Elizabeth Barton was born at Aldington in Kent in 1506. She worked as a servant in the house hold of a local farmer, Thomas Cobb, whose home is still known as Cobbs Hall. At the age of 19, she began to claim to have seen visions and experienced divine revelations; this coincided with a period of illness during which she suffered seizures, instances of paralysis and difficulty with eating and drinking.

Barton was received into the Benedictine St Sepulchre’s Priory, Canterbury after Archbishop William Warham had set up a commission to ascertain that her prophecies were not at variance with Catholic teaching. The commission was led by Edward Bocking, a monk of the Priory, who became Barton’s spiritual advisor.Her life became increasingly public. Her alleged public healing carried out from the Virgin Mary Chapel, formerly a hermit chapel at Court-at-Street brought fame to her and to the Marian Shrine.
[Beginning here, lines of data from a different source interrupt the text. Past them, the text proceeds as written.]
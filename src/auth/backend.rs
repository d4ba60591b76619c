//! The `AuthBackend` trait.

use async_trait::async_trait;
use secrecy::SecretString;
use serde::Serialize;

use crate::error::AuthError;
use crate::session::{Identity, OAuthProvider};

/// Number of digits in a one-time password.
pub const OTP_LENGTH: usize = 5;

/// Outcome of an OTP check.
#[derive(Debug, Clone, Copy, PartialEq, Eq, Serialize)]
#[serde(rename_all = "snake_case")]
pub enum OtpDecision {
    Accepted,
    Rejected,
}

/// Remote identity provider. Calls are independent and not cancellable.
#[async_trait]
pub trait AuthBackend: Send + Sync {
    /// Credential login. Fails with `InvalidCredentials` when either argument is empty.
    async fn authenticate(
        &self,
        identifier: &str,
        secret: &SecretString,
    ) -> Result<Identity, AuthError>;

    /// Account creation. Fails with `RegistrationFailed` when either argument is empty.
    async fn register(&self, email: &str, secret: &SecretString) -> Result<Identity, AuthError>;

    /// Third-party sign-in.
    async fn oauth_authenticate(&self, provider: OAuthProvider) -> Result<Identity, AuthError>;

    /// Check a one-time password.
    async fn verify_otp(&self, code: &str) -> OtpDecision;
}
The chapel was expanded to accommodate the growing number of pilgrims visiting the site of the supposed miracles.

1528, Barton met Cardinal Thomas Wolsey, the second most powerful man in England after Henry VIII, and thereafter met twice with Henry himself. Henry initially accepted Barton because her prophecies warned against heresy and rebellion at a time when Henry was attempting to stamp out Lutheranism and possible uprising

By 1534, Barton’s prophecies were less in tune with the interests of Henry VIII, becoming more about political affairs of both state and religion. When the King sought to annul his marriage to Catherine of Aragon and to seize control of the Church in England from Rome, Barton opposed him. Barton strongly opposed the Reformation and began prophesying that if Henry married Anne Boleyn he would die within a few months. Remarkably, probably because of her popularity, Barton went unpunished for nearly a year. Powerful supporters such as Thomas More distanced themselves from her, Wolsey and Warham having died previously.

Barton was arrested by the Crown in 1533 and forced to confess that she had fabricated her revelations.She was charged with treason on the basis that she had maliciously opposed Henry VIII’s divorce and had prophesied that the king would lose his kingdom. Barton had also asserted that God had revealed to her that he no longer recognized Henry VIII’s monarchy.  It was argued that Barton was at the centre of a conspiracy against the King.

On 20 April 1534 Elizabeth Barton was hanged at Tyburn for treason. She was 28 years old. Five of her chief supporters were executed alongside her including the Benedictine Edward Bocking. Her head was put on a spike on London Bridge; the only woman ever to have this dishonour.